--- START ---

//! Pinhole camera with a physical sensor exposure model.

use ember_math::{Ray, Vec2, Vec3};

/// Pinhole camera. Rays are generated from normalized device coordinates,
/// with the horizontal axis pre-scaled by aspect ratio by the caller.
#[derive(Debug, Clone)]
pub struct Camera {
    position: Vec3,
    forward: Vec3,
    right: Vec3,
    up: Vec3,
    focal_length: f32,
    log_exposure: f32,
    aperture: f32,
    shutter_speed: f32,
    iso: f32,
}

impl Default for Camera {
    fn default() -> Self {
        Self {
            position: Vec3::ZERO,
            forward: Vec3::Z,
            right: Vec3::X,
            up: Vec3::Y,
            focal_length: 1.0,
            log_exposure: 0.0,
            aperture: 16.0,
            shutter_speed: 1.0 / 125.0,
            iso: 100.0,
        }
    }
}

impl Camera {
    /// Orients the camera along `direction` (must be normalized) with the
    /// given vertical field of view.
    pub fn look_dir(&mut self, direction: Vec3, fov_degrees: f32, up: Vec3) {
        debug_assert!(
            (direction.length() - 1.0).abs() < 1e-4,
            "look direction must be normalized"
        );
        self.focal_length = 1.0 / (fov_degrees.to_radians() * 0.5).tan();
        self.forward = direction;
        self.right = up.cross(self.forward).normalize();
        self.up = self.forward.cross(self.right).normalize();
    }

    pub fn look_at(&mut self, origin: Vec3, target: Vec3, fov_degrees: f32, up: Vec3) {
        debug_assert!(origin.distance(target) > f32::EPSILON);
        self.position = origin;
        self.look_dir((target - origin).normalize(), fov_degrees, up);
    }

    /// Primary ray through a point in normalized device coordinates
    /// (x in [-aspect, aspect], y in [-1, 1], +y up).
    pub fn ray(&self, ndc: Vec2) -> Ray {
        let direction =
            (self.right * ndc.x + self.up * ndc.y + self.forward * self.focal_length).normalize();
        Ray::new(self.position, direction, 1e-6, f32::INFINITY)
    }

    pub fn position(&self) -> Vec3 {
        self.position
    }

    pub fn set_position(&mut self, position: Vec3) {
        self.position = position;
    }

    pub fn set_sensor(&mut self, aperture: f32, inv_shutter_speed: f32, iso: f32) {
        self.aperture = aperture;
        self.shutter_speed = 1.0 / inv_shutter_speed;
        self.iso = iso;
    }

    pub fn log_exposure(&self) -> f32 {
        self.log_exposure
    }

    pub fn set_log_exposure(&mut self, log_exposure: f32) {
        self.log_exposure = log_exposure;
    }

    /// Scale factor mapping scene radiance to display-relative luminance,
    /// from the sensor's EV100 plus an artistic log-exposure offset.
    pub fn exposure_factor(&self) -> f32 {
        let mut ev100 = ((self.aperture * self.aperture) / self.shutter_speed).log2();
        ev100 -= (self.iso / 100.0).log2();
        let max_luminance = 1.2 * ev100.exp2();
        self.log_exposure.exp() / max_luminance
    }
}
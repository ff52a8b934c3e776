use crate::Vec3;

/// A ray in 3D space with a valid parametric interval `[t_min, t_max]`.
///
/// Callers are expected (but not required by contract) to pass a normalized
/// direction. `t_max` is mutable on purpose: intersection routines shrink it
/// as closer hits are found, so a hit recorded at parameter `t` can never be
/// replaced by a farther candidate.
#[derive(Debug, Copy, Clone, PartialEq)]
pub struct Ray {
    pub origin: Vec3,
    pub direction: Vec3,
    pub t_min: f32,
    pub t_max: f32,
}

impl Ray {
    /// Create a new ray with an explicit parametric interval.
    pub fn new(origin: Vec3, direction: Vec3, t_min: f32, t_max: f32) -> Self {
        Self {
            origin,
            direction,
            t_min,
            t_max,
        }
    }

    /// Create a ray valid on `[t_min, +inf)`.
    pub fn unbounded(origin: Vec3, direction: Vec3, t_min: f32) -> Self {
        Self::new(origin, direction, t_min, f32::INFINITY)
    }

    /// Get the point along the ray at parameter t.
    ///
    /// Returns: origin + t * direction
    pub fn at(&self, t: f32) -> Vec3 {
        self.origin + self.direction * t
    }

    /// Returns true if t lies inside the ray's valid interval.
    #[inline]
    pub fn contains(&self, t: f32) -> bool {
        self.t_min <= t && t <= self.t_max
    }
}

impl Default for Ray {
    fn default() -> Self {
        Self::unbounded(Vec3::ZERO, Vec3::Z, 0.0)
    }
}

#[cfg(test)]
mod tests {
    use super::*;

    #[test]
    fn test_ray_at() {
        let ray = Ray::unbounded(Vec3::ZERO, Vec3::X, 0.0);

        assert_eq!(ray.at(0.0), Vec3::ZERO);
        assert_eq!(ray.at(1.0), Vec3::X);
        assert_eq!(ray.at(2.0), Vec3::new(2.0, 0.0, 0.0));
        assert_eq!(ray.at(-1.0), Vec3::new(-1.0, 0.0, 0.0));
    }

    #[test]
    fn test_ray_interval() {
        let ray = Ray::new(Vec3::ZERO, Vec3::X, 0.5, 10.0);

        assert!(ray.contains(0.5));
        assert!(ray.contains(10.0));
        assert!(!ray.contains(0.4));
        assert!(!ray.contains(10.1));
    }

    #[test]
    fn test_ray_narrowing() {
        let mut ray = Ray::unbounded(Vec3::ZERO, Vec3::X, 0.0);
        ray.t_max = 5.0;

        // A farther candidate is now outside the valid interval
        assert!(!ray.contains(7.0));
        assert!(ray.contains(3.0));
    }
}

--- END ---

§ WORK TO BE COMPLETED:
Among the entries above, the lines between the ones containing "pub fn set_sensor(&mut" and "pub fn set_log_exposure(&mut", inclusive, are to be transcribed exactly. No other line is to be given.

§ RESPONSE AREA:
    pub fn set_sensor(&mut self, aperture: f32, inv_shutter_speed: f32, iso: f32) {
        self.aperture = aperture;
        self.shutter_speed = 1.0 / inv_shutter_speed;
        self.iso = iso;
    }

    pub fn log_exposure(&self) -> f32 {
        self.log_exposure
    }

    pub fn set_log_exposure(&mut self, log_exposure: f32) {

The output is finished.